В тюремной литературе описано, что, когда тебя ведут по коридору в «Лефортово», щелкают пальцами, чтобы не встретиться с другими арестантами. И если слышат щелчки другого, то одного из арестантов ставят к стене лицом. Вот меня с таким щелканьем провели. Говорят, что каждый историк подсознательно мечтает увидеть период своих исследований. Если это правда, моя мечта сбылась по полной программе.
«Лефортово» — это санаторий по сравнению с моей омской тюрьмой. Там есть кровать, и никто не мешает прилечь. Никто не мешает читать — там не орет радио, как в остальных тюрьмах.
— Даже в одиночке так?
— Конечно. Помимо того, что тяжело читать из-за отсутствия концентрации, еще постоянно орет музыка. Причем, музыка соответствующая — Олег Газманов, группа «Любэ». А в «Лефортово» тихо — лежи, читай. Я, кстати, еще в Омске начал учить испанский язык, заказал себе учебник через тюремную администрацию. Те же Буковский и Щаранский пишут: когда сидишь перманентно в одиночке, чтобы не сойти с ума в прямом смысле, очень важно себя чем-то занимать, делать что-то конструктивное, чтобы каждый вечер было ощущение не зря проведенного дня. Поэтому я решил учить испанский язык. Почти выучил — в «Лефортово» я был уже на прошедшем времени сослагательного наклонения.
Я ждал новое [уголовное] дело, потому что принципиально отказываюсь ставить на себя клеймо так называемого «иностранного агента», и у меня в связи с этим уже три административных протокола. А после трех протоколов — уголовное дело.
— Вы еще и интервью «нежелательной организации» несколько раз давали.

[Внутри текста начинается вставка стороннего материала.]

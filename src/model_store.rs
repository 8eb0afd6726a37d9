//! Persistence for trained price models

use std::fs::File;
use std::io::{Read, Write};
use std::path::{Path, PathBuf};

use tracing::info;

use crate::error::{PipelineError, Result};
use crate::io::check_extension;
use crate::training::PriceModel;

pub trait ModelStore: Send + Sync {
    fn store_model(&self, model: &PriceModel) -> Result<()>;
    fn load_model(&self) -> Result<PriceModel>;
}

/// Stores the model as a MessagePack blob in a `.pkl` file.
pub struct MsgpackModelStore {
    path: PathBuf,
}

impl MsgpackModelStore {
    pub fn new(path: impl Into<PathBuf>) -> Self {
        Self { path: path.into() }
    }

    pub fn path(&self) -> &Path {
        &self.path
    }
}

impl ModelStore for MsgpackModelStore {
    fn store_model(&self, model: &PriceModel) -> Result<()> {
        check_extension(&self.path, "pkl", "pickle")?;

        let model_bytes = rmp_serde::to_vec(model)?;
        let mut f = File::create(&self.path)?;
        f.write_all(&model_bytes)?;

        info!("Model saved to {} ({} bytes)", self.path.display(), model_bytes.len());
        Ok(())
    }

    fn load_model(&self) -> Result<PriceModel> {
        check_extension(&self.path, "pkl", "pickle")?;

        if !self.path.exists() {
            return Err(PipelineError::NotFound(self.path.clone()));
        }

        let mut model_bytes = Vec::new();
        File::open(&self.path)?.read_to_end(&mut model_bytes)?;
        let model: PriceModel = rmp_serde::from_slice(&model_bytes)?;

        info!("Model loaded from {}", self.path.display());
        Ok(model)
    }
}
use tracing_subscriber::filter::EnvFilter;

/// Installs the global `tracing` subscriber. `RUST_LOG` overrides the `info` default.
pub fn init_tracing() {
    let filter = EnvFilter::try_from_default_env().unwrap_or_else(|_| EnvFilter::new("info"));
    tracing_subscriber::fmt().with_env_filter(filter).init();
}
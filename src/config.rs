//! Runtime settings for the inference server

use std::env;
use std::path::PathBuf;

#[derive(Debug, Clone)]
pub struct Settings {
    pub host: String,
    pub port: u16,
    pub model_path: PathBuf,
}

impl Default for Settings {
    fn default() -> Self {
        Self {
            host: "127.0.0.1".to_string(),
            port: 8080,
            model_path: PathBuf::from("model.pkl"),
        }
    }
}

impl Settings {
    /// Reads `LISTING_HOST`, `LISTING_PORT` and `LISTING_MODEL_PATH`, falling
    /// back to the defaults for anything unset or unparseable.
    pub fn from_env() -> Self {
        let defaults = Self::default();
        Self {
            host: env::var("LISTING_HOST").unwrap_or(defaults.host),
            port: env::var("LISTING_PORT")
                .ok()
                .and_then(|p| p.parse::<u16>().ok())
                .unwrap_or(defaults.port),
            model_path: env::var("LISTING_MODEL_PATH")
                .map(PathBuf::from)
                .unwrap_or(defaults.model_path),
        }
    }
}
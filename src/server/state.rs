//! Shared server state

use std::sync::Arc;

use tokio::sync::OnceCell;
use tracing::info;

use crate::error::{PipelineError, Result};
use crate::model_store::ModelStore;
use crate::training::PriceModel;

/// Holds the model store and the model loaded from it on first use.
pub struct AppState {
    store: Arc<dyn ModelStore>,
    model: OnceCell<Arc<PriceModel>>,
}

impl AppState {
    pub fn new(store: Arc<dyn ModelStore>) -> Self {
        Self {
            store,
            model: OnceCell::new(),
        }
    }

    /// Returns the shared model, loading it if no request has yet.
    ///
    /// Concurrent callers wait on a single load, which runs on the blocking
    /// pool. A failed load leaves the cell empty so the next request tries again.
    pub async fn model(&self) -> Result<Arc<PriceModel>> {
        let model = self
            .model
            .get_or_try_init(|| async {
                info!("Loading price model");
                let store = Arc::clone(&self.store);
                let model = tokio::task::spawn_blocking(move || store.load_model()).await??;
                Ok::<_, PipelineError>(Arc::new(model))
            })
            .await?;
        Ok(Arc::clone(model))
    }

    pub fn is_model_loaded(&self) -> bool {
        self.model.initialized()
    }
}
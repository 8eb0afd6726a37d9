//! CSV loading and saving for listing tables

use std::fs::File;
use std::path::{Path, PathBuf};

use polars::prelude::*;
use tracing::{debug, info};

use crate::error::{PipelineError, Result};

/// Name of the positional index column written in front of saved tables.
pub const INDEX_COLUMN: &str = "index";

pub trait DataLoader {
    fn load_data(&self) -> Result<DataFrame>;
}

pub trait DataSaver {
    fn save_data(&self, data: &DataFrame) -> Result<()>;
}

pub(crate) fn check_extension(path: &Path, extension: &str, expected: &'static str) -> Result<()> {
    if path.extension().and_then(|e| e.to_str()) != Some(extension) {
        return Err(PipelineError::InvalidExtension {
            path: path.to_path_buf(),
            expected,
        });
    }
    Ok(())
}

/// Field values read as missing, alongside blank fields.
pub const NA_VALUES: [&str; 18] = [
    "#N/A", "#N/A N/A", "#NA", "-1.#IND", "-1.#QNAN", "-NaN", "-nan", "1.#IND", "1.#QNAN",
    "<NA>", "N/A", "NA", "NULL", "NaN", "None", "n/a", "nan", "null",
];

fn is_missing(value: &str) -> bool {
    value.trim().is_empty() || NA_VALUES.contains(&value)
}

fn blanks_as_nulls(df: &DataFrame) -> Result<DataFrame> {
    let columns = df
        .get_columns()
        .iter()
        .map(|s| {
            let values: Vec<Option<&str>> = s
                .utf8()?
                .into_iter()
                .map(|v| v.filter(|v| !is_missing(v)))
                .collect();
            Ok(Series::new(s.name(), values))
        })
        .collect::<Result<Vec<Series>>>()?;
    Ok(DataFrame::new(columns)?)
}

/// Reads a CSV file with every column kept as text.
pub struct CsvDataLoader {
    input_filename: PathBuf,
    dropna: bool,
}

impl CsvDataLoader {
    pub fn new(input_filename: impl Into<PathBuf>) -> Self {
        Self {
            input_filename: input_filename.into(),
            dropna: false,
        }
    }

    /// Drop every row holding a null after loading.
    pub fn with_dropna(mut self, dropna: bool) -> Self {
        self.dropna = dropna;
        self
    }

    pub fn path(&self) -> &Path {
        &self.input_filename
    }
}

impl DataLoader for CsvDataLoader {
    fn load_data(&self) -> Result<DataFrame> {
        check_extension(&self.input_filename, "csv", "CSV")?;

        if !self.input_filename.exists() {
            return Err(PipelineError::NotFound(self.input_filename.clone()));
        }

        // Schema inference over zero rows reads every column as Utf8
        let df = CsvReader::from_path(&self.input_filename)?
            .has_header(true)
            .infer_schema(Some(0))
            .finish()?;
        let df = blanks_as_nulls(&df)?;

        info!(
            "Loaded {} rows and {} columns from {}",
            df.height(),
            df.width(),
            self.input_filename.display()
        );

        if self.dropna {
            let before = df.height();
            let df = df.drop_nulls::<String>(None)?;
            debug!("Dropped {} rows with missing values", before - df.height());
            return Ok(df);
        }
        Ok(df)
    }
}

/// Writes a table to CSV, prefixed by a positional index column.
pub struct CsvDataSaver {
    output_filename: PathBuf,
}

impl CsvDataSaver {
    pub fn new(output_filename: impl Into<PathBuf>) -> Self {
        Self {
            output_filename: output_filename.into(),
        }
    }

    pub fn path(&self) -> &Path {
        &self.output_filename
    }
}

impl DataSaver for CsvDataSaver {
    fn save_data(&self, data: &DataFrame) -> Result<()> {
        check_extension(&self.output_filename, "csv", "CSV")?;

        let data = if data.get_column_names().contains(&INDEX_COLUMN) {
            data.drop(INDEX_COLUMN)?
        } else {
            data.clone()
        };
        let mut data = data.with_row_count(INDEX_COLUMN, None)?;

        let mut file = File::create(&self.output_filename)?;
        CsvWriter::new(&mut file)
            .has_header(true)
            .finish(&mut data)?;

        info!(
            "Saved {} rows to {}",
            data.height(),
            self.output_filename.display()
        );
        Ok(())
    }
}
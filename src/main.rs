use std::sync::Arc;

use actix_cors::Cors;
use actix_web::{web, App, HttpServer};
use dotenv::dotenv;
use tracing::info;

use listing_price_classifier::config::Settings;
use listing_price_classifier::model_store::MsgpackModelStore;
use listing_price_classifier::server::{self, AppState};
use listing_price_classifier::telemetry;

lazy_static::lazy_static! {
    static ref SETTINGS: Settings = Settings::from_env();
}

#[actix_web::main]
async fn main() -> std::io::Result<()> {
    // Load environment variables from .env file
    dotenv().ok();
    telemetry::init_tracing();

    // The model is read on the first inference request
    let store = Arc::new(MsgpackModelStore::new(&SETTINGS.model_path));
    let state = web::Data::new(AppState::new(store));

    info!("Starting server at http://{}:{}", SETTINGS.host, SETTINGS.port);
    info!("Model path: {}", SETTINGS.model_path.display());

    HttpServer::new(move || {
        let cors = Cors::default()
            .allow_any_origin()
            .allow_any_method()
            .allow_any_header()
            .max_age(3600);

        App::new()
            .wrap(cors)
            .app_data(state.clone())
            .configure(server::configure)
    })
    .bind((SETTINGS.host.as_str(), SETTINGS.port))?
    .run()
    .await
}
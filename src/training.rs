//! Random forest training over cleaned listings

use std::collections::BTreeMap;

use polars::prelude::*;
use rand::prelude::*;
use rand::rngs::StdRng;
use smartcore::ensemble::random_forest_classifier::*;
use smartcore::linalg::basic::matrix::DenseMatrix;
use smartcore::metrics::accuracy;
use smartcore::tree::decision_tree_classifier::SplitCriterion;
use tracing::{debug, info, warn};

use crate::error::{PipelineError, Result};
use crate::features::{encode_table, feature_matrix, feature_rows, target_labels};
use crate::io::DataLoader;
use crate::model_store::ModelStore;

pub type PriceModel = RandomForestClassifier<f64, u8, DenseMatrix<f64>, Vec<u8>>;

#[derive(Debug, Clone)]
pub struct TrainingConfig {
    /// Share of rows held out for evaluation.
    pub test_size: f64,
    pub split_seed: u64,
    pub n_trees: u16,
    pub seed: u64,
    /// Oversample minority categories up to the majority count before fitting.
    pub balance_classes: bool,
}

impl Default for TrainingConfig {
    fn default() -> Self {
        Self {
            test_size: 0.15,
            split_seed: 1,
            n_trees: 500,
            seed: 0,
            balance_classes: true,
        }
    }
}

/// Shuffles rows with a seeded generator and splits off `test_size` of them.
pub fn train_test_split(
    df: &DataFrame,
    test_size: f64,
    seed: u64,
) -> Result<(DataFrame, DataFrame)> {
    let mut indices: Vec<IdxSize> = (0..df.height() as IdxSize).collect();
    let mut rng = StdRng::seed_from_u64(seed);
    indices.shuffle(&mut rng);

    let n_test = (df.height() as f64 * test_size).ceil() as usize;
    let (test_indices, train_indices) = indices.split_at(n_test.min(indices.len()));

    let train_df = df.take(&IdxCa::from_vec("", train_indices.to_vec()))?;
    let test_df = df.take(&IdxCa::from_vec("", test_indices.to_vec()))?;
    Ok((train_df, test_df))
}

/// Random oversampling so every category appears as often as the largest one.
pub fn balance_classes(
    mut x: Vec<Vec<f64>>,
    mut y: Vec<u8>,
    seed: u64,
) -> (Vec<Vec<f64>>, Vec<u8>) {
    let mut by_class: BTreeMap<u8, Vec<usize>> = BTreeMap::new();
    for (i, label) in y.iter().enumerate() {
        by_class.entry(*label).or_default().push(i);
    }
    let max_count = by_class.values().map(Vec::len).max().unwrap_or(0);

    let mut rng = StdRng::seed_from_u64(seed);
    for (label, indices) in &by_class {
        for _ in indices.len()..max_count {
            if let Some(&i) = indices.choose(&mut rng) {
                x.push(x[i].clone());
                y.push(*label);
            }
        }
    }
    (x, y)
}

/// Trains the price model from a cleaned listings table.
pub struct ListingTrainer {
    loader: Box<dyn DataLoader>,
    store: Box<dyn ModelStore>,
    config: TrainingConfig,
}

impl ListingTrainer {
    pub fn new(loader: Box<dyn DataLoader>, store: Box<dyn ModelStore>) -> Self {
        Self {
            loader,
            store,
            config: TrainingConfig::default(),
        }
    }

    pub fn with_config(mut self, config: TrainingConfig) -> Self {
        self.config = config;
        self
    }

    pub fn config(&self) -> &TrainingConfig {
        &self.config
    }

    pub fn load_data(&self) -> Result<DataFrame> {
        self.loader.load_data()
    }

    pub fn store_model(&self, model: &PriceModel) -> Result<()> {
        self.store.store_model(model)
    }

    pub fn run(&self) -> Result<PriceModel> {
        let data = self.load_data()?;
        let model = self.train(data)?;
        self.store_model(&model)?;
        Ok(model)
    }

    pub fn train(&self, data: DataFrame) -> Result<PriceModel> {
        let data = encode_table(data)?;
        let (train_df, test_df) =
            train_test_split(&data, self.config.test_size, self.config.split_seed)?;
        info!(
            "Split {} rows into {} training and {} held-out rows",
            data.height(),
            train_df.height(),
            test_df.height()
        );

        if train_df.height() == 0 {
            return Err(PipelineError::Training("no rows left to train on".to_string()));
        }

        let mut x = feature_rows(&train_df)?;
        let mut y = target_labels(&train_df)?;
        // The forest needs at least two categories to split on
        if y.iter().all(|&c| c == y[0]) {
            return Err(PipelineError::Training(format!(
                "every training row is in price category {}",
                y[0]
            )));
        }
        if self.config.balance_classes {
            let before = y.len();
            (x, y) = balance_classes(x, y, self.config.seed);
            debug!("Oversampled {} rows to balance categories", y.len() - before);
        }

        let params = RandomForestClassifierParameters {
            criterion: SplitCriterion::Gini,
            max_depth: None,
            min_samples_leaf: 1,
            min_samples_split: 2,
            n_trees: self.config.n_trees,
            m: None,
            keep_samples: false,
            seed: self.config.seed,
        };

        info!("Fitting random forest with {} trees", params.n_trees);
        let model = PriceModel::fit(&DenseMatrix::from_2d_vec(&x), &y, params)
            .map_err(|e| PipelineError::Training(e.to_string()))?;

        if test_df.height() > 0 {
            let y_test = target_labels(&test_df)?;
            let predictions = model
                .predict(&feature_matrix(&test_df)?)
                .map_err(|e| PipelineError::Training(e.to_string()))?;
            info!("Held-out accuracy: {:.3}", accuracy(&y_test, &predictions));
        } else {
            warn!("Held-out partition is empty, skipping evaluation");
        }

        Ok(model)
    }
}

#[cfg(test)]
pub(crate) mod tests {
    use super::*;
    use crate::encoding::{Neighbourhood, RoomType};
    use crate::io::CsvDataLoader;
    use crate::model_store::MsgpackModelStore;

    pub(crate) fn fitted_model() -> PriceModel {
        let x = DenseMatrix::from_2d_vec(&vec![
            vec![1.0, 1.0, 1.0, 1.0, 1.0],
            vec![2.0, 2.0, 1.0, 1.0, 2.0],
            vec![4.0, 3.0, 2.0, 2.0, 4.0],
            vec![6.0, 3.0, 3.0, 3.0, 5.0],
            vec![1.0, 2.0, 1.0, 1.0, 1.0],
            vec![3.0, 3.0, 1.5, 2.0, 4.0],
            vec![5.0, 3.0, 2.0, 3.0, 5.0],
            vec![8.0, 3.0, 3.5, 4.0, 5.0],
        ]);
        let y: Vec<u8> = vec![0, 0, 2, 3, 0, 1, 2, 3];
        let params = RandomForestClassifierParameters {
            criterion: SplitCriterion::Gini,
            max_depth: None,
            min_samples_leaf: 1,
            min_samples_split: 2,
            n_trees: 10,
            m: None,
            keep_samples: false,
            seed: 0,
        };
        PriceModel::fit(&x, &y, params).unwrap()
    }

    pub(crate) fn cleaned_listings(n: usize) -> DataFrame {
        let mut room_type = Vec::with_capacity(n);
        let mut neighbourhood = Vec::with_capacity(n);
        let mut accommodates = Vec::with_capacity(n);
        let mut bathrooms = Vec::with_capacity(n);
        let mut bedrooms = Vec::with_capacity(n);
        let mut category = Vec::with_capacity(n);

        for i in 0..n {
            let tier = (i % 4) as i64;
            room_type.push(RoomType::ALL[i % 4].label());
            neighbourhood.push(Neighbourhood::ALL[i % 5].label());
            accommodates.push(1 + tier * 2);
            bathrooms.push(1.0 + tier as f64 * 0.5);
            bedrooms.push(1 + tier);
            category.push(tier);
        }

        df!(
            "id" => (0..n as i64).collect::<Vec<_>>(),
            "neighbourhood" => neighbourhood,
            "room_type" => room_type,
            "accommodates" => accommodates,
            "bathrooms" => bathrooms,
            "bedrooms" => bedrooms,
            "category" => category,
        )
        .unwrap()
    }

    fn trainer(config: TrainingConfig) -> ListingTrainer {
        ListingTrainer::new(
            Box::new(CsvDataLoader::new("cleaned.csv").with_dropna(true)),
            Box::new(MsgpackModelStore::new("model.pkl")),
        )
        .with_config(config)
    }

    #[test]
    fn test_default_config() {
        let config = TrainingConfig::default();
        assert_eq!(config.n_trees, 500);
        assert_eq!(config.test_size, 0.15);
        assert!(config.balance_classes);
    }

    #[test]
    fn test_train_test_split_is_seeded() {
        let df = cleaned_listings(40);
        let (train_a, test_a) = train_test_split(&df, 0.15, 1).unwrap();
        let (train_b, test_b) = train_test_split(&df, 0.15, 1).unwrap();

        assert_eq!(test_a.height(), 6);
        assert_eq!(train_a.height(), 34);
        assert!(train_a.frame_equal(&train_b));
        assert!(test_a.frame_equal(&test_b));
    }

    #[test]
    fn test_balance_classes() {
        let x = vec![vec![0.0], vec![1.0], vec![2.0], vec![3.0]];
        let y = vec![0, 0, 0, 1];
        let (x, y) = balance_classes(x, y, 0);

        assert_eq!(x.len(), 6);
        assert_eq!(y.iter().filter(|&&c| c == 1).count(), 3);
        assert!(x[4..].iter().all(|row| row == &vec![3.0]));
    }

    #[test]
    fn test_train_predicts_categories() {
        let model = trainer(TrainingConfig::default())
            .train(cleaned_listings(40))
            .unwrap();

        let x = DenseMatrix::from_2d_vec(&vec![vec![1.0, 1.0, 1.0, 1.0, 1.0], vec![7.0, 4.0, 2.5, 4.0, 5.0]]);
        let predictions = model.predict(&x).unwrap();
        assert_eq!(predictions.len(), 2);
        assert!(predictions.iter().all(|&p| p <= 3));
    }

    #[test]
    fn test_train_is_deterministic() {
        let config = TrainingConfig {
            n_trees: 25,
            ..Default::default()
        };
        let a = trainer(config.clone()).train(cleaned_listings(40)).unwrap();
        let b = trainer(config).train(cleaned_listings(40)).unwrap();

        let x = feature_matrix(&encode_table(cleaned_listings(40)).unwrap()).unwrap();
        assert_eq!(a.predict(&x).unwrap(), b.predict(&x).unwrap());
    }

    #[test]
    fn test_train_unknown_label_is_fatal() {
        let mut df = cleaned_listings(10);
        let mut rooms = vec!["Private room"; 10];
        rooms[4] = "Treehouse";
        df.with_column(Series::new("room_type", rooms)).unwrap();

        let err = trainer(TrainingConfig::default()).train(df).unwrap_err();
        assert!(matches!(err, PipelineError::UnknownLabel { .. }));
    }

    #[test]
    fn test_train_single_category() {
        let mut df = cleaned_listings(20);
        df.with_column(Series::new("category", vec![2i64; 20])).unwrap();

        let err = trainer(TrainingConfig::default()).train(df).unwrap_err();
        assert!(matches!(err, PipelineError::Training(_)));
        assert_eq!(err.to_string(), "Training error: every training row is in price category 2");
    }

    #[test]
    fn test_train_empty_table() {
        let df = cleaned_listings(0);
        assert!(trainer(TrainingConfig::default()).train(df).is_err());
    }
}
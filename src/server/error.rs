//! HTTP error mapping

use actix_web::http::StatusCode;
use actix_web::{HttpResponse, ResponseError};
use serde_json::json;
use thiserror::Error;

use crate::error::PipelineError;

#[derive(Error, Debug)]
pub enum ApiError {
    #[error("Invalid request: {0}")]
    BadRequest(String),

    #[error(transparent)]
    Pipeline(#[from] PipelineError),
}

impl ResponseError for ApiError {
    fn status_code(&self) -> StatusCode {
        match self {
            ApiError::BadRequest(_) => StatusCode::BAD_REQUEST,
            ApiError::Pipeline(e) if e.is_client_error() => StatusCode::BAD_REQUEST,
            ApiError::Pipeline(_) => StatusCode::INTERNAL_SERVER_ERROR,
        }
    }

    fn error_response(&self) -> HttpResponse {
        let status = self.status_code();
        let message = if status.is_server_error() {
            tracing::error!(detail = %self, "Inference failed");
            "An internal error occurred".to_string()
        } else {
            self.to_string()
        };

        HttpResponse::build(status).json(json!({
            "error": true,
            "message": message,
        }))
    }
}
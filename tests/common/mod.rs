#![allow(dead_code)]

use std::fs;
use std::path::Path;

pub const HEADER: &str = "id,neighbourhood_group_cleansed,property_type,room_type,latitude,longitude,accommodates,bathrooms,bathrooms_text,bedrooms,beds,amenities,price";

const ROOM_TYPES: [&str; 4] = ["Shared room", "Private room", "Entire home/apt", "Hotel room"];
const BOROUGHS: [&str; 5] = ["Bronx", "Queens", "Staten Island", "Brooklyn", "Manhattan"];
const AMENITIES: [&str; 4] = [
    "TV, Wifi, Kitchen",
    "Heating, Elevator",
    "Air conditioning, Breakfast, Internet",
    "Wifi",
];

#[derive(Clone)]
pub struct RawRow {
    pub id: usize,
    pub property_type: String,
    pub bathrooms_text: String,
    pub price: String,
    pub amenities: String,
}

impl RawRow {
    pub fn new(id: usize) -> Self {
        let tier = id % 4;
        Self {
            id,
            property_type: "Entire rental unit".to_string(),
            bathrooms_text: format!("{} baths", 1.0 + tier as f64 * 0.5),
            price: ["$45.00", "$120.00", "$250.00", "$1,100.00"][tier].to_string(),
            amenities: AMENITIES[id % AMENITIES.len()].to_string(),
        }
    }

    fn to_csv_line(&self) -> String {
        let tier = self.id % 4;
        format!(
            "{},{},{},{},40.{},-73.{},{},,{},{},{},\"{}\",\"{}\"",
            self.id,
            BOROUGHS[self.id % BOROUGHS.len()],
            self.property_type,
            ROOM_TYPES[tier],
            700 + self.id,
            900 + self.id,
            1 + tier * 2,
            self.bathrooms_text,
            1 + tier,
            1 + tier,
            self.amenities,
            self.price,
        )
    }
}

pub fn rows(n: usize) -> Vec<RawRow> {
    (0..n).map(RawRow::new).collect()
}

pub fn write_raw_csv(path: &Path, rows: &[RawRow]) {
    let mut contents = String::from(HEADER);
    contents.push('\n');
    for row in rows {
        contents.push_str(&row.to_csv_line());
        contents.push('\n');
    }
    fs::write(path, contents).unwrap();
}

— А кстати, об этом я даже не думал. Но, честно говоря, «Лефортово» — как-то высоко по рангу для идиотского дела по «иноагентству». Поэтому я думал, что это что-то более серьезное — экстремизм или что-то в связи с моим письменным объяснением, как выразился начальник тюрьмы, по поводу моих высказываний «в адрес президента Российской Федерации Владимира Владимировича Путина». Но меня не водили ни на какие допросы, ни на какие следственные действия.
Так прошло пять дней. Наступает четверг [1 августа]. После завтрака открывается дверь, входит заместитель начальника Лефортовской тюрьмы. Вносят все мои вещи, которые были на складе. «Собирайтесь, у вас полчаса». Я спрашиваю куда, почему — никакого ответа. Я уже перестаю вообще что-либо понимать. Расстрелять не расстреляли. Новое дело — а где тогда обвинение, допросы?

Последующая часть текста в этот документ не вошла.